Exercise details: Which lines in the records below contain the word "reserva"? Return each of them.

.....

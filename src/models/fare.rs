//! Modelo de FareCalculation
//!
//! Relación 1:1 con bookings. Se sobrescribe (no se añade) cuando cambia
//! el destino.

use sqlx::FromRow;

#[derive(Debug, Clone, PartialEq, FromRow)]
pub struct FareCalculation {
    pub base_fare: f64,
    pub distance_charge: f64,
    pub time_charge: f64,
    pub surge_multiplier: f64,
    pub tax_amount: f64,
    pub other_charges: Option<f64>,
    pub total_amount: f64,
    pub currency: String,
}
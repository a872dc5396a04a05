//! Punto de extensión para la asignación de conductores
//!
//! La búsqueda de conductores se dispara después de confirmar la creación
//! de una reserva. No hay algoritmo de despacho: la implementación
//! incluida solo deja constancia en los logs y la reserva permanece en
//! `searching`.

use async_trait::async_trait;
use tracing::info;

use crate::models::Booking;

#[async_trait]
pub trait DriverMatcher: Send + Sync {
    /// Se invoca una vez por reserva recién creada, fuera de la transacción
    async fn request_driver(&self, booking: &Booking);
}

/// Matcher por defecto: registra la petición y no asigna nada
#[derive(Debug, Clone, Default)]
pub struct LoggingDriverMatcher;

#[async_trait]
impl DriverMatcher for LoggingDriverMatcher {
    async fn request_driver(&self, booking: &Booking) {
        info!(
            booking_id = %booking.booking_id,
            vehicle_type = %booking.vehicle_type,
            "searching for nearby drivers"
        );
    }
}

.....

Result of this exercise:
//! de una reserva. No hay algoritmo de despacho: la implementación
//! incluida solo deja constancia en los logs y la reserva permanece en
    /// Se invoca una vez por reserva recién creada, fuera de la transacción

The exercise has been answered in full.